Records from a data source
[Start of Attachment]

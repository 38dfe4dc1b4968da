use miette::Diagnostic;
use serde::{Deserialize, Serialize};
use std::fs;
use std::path::{Path, PathBuf};
use thiserror::Error;
use tracing::warn;

/// Default configuration file name
pub const DEFAULT_CONFIG_FILE: &str = ".bloat-builder.toml";

/// Environment variable that forces JSON log output
pub const JSON_LOG_ENV: &str = "BLOAT_BUILDER_LOG_JSON";

/// Filter used when neither `RUST_LOG` nor the config file sets one
pub const DEFAULT_LOG_FILTER: &str = "bloat_builder=info,bloat_builder_mock=warn";

#[derive(Debug, Error, Diagnostic)]
pub enum ConfigError {
    #[error("Failed to read config file {path:?}: {source}")]
    #[diagnostic(
        code(config::read_failed),
        help("Check that the file exists and is readable.")
    )]
    Io {
        path: PathBuf,
        source: std::io::Error,
    },

    #[error("Failed to parse TOML config from {path:?}: {source}")]
    #[diagnostic(
        code(config::parse_failed),
        help("Only a `[logging]` table with `filter` and `json` keys is recognized.")
    )]
    Parse {
        path: PathBuf,
        source: toml::de::Error,
    },
}

#[derive(Debug, Clone, Serialize, Deserialize, Default, PartialEq, Eq)]
pub struct Config {
    #[serde(default)]
    pub logging: LoggingConfig,
}

#[derive(Debug, Clone, Serialize, Deserialize, Default, PartialEq, Eq)]
pub struct LoggingConfig {
    /// `EnvFilter` directives, e.g. "bloat_builder=debug"
    #[serde(default)]
    pub filter: Option<String>,
    /// Emit JSON lines instead of the human-readable format
    #[serde(default)]
    pub json: Option<bool>,
}

impl LoggingConfig {
    pub fn filter_or_default(&self) -> String {
        self.filter
            .clone()
            .unwrap_or_else(|| DEFAULT_LOG_FILTER.to_string())
    }

    pub fn json_enabled(&self) -> bool {
        std::env::var_os(JSON_LOG_ENV).is_some() || self.json.unwrap_or(false)
    }
}

impl Config {
    /// Load configuration from the working directory
    pub fn load() -> Result<Self, ConfigError> {
        Self::load_from(Path::new(DEFAULT_CONFIG_FILE))
    }

    /// Load configuration from `path`; a missing file yields the defaults
    pub fn load_from(path: &Path) -> Result<Self, ConfigError> {
        if !path.exists() {
            return Ok(Config::default());
        }

        let content = fs::read_to_string(path).map_err(|source| ConfigError::Io {
            path: path.to_path_buf(),
            source,
        })?;

        toml::from_str(&content).map_err(|source| ConfigError::Parse {
            path: path.to_path_buf(),
            source,
        })
    }

    /// Load default config if file is missing or broken
    pub fn load_or_default() -> Self {
        match Self::load() {
            Ok(config) => config,
            Err(e) => {
                warn!("Failed to load config: {}. Using defaults.", e);
                Config::default()
            }
        }
    }
}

[End of Attachment]

## [ACTION ITEM]
Find the string "warn" in the entries above. Copy each line where it occurs.

## [SOLUTION TO THIS PROBLEM]
use tracing::warn;
pub const DEFAULT_LOG_FILTER: &str = "bloat_builder=info,bloat_builder_mock=warn";
                warn!("Failed to load config: {}. Using defaults.", e);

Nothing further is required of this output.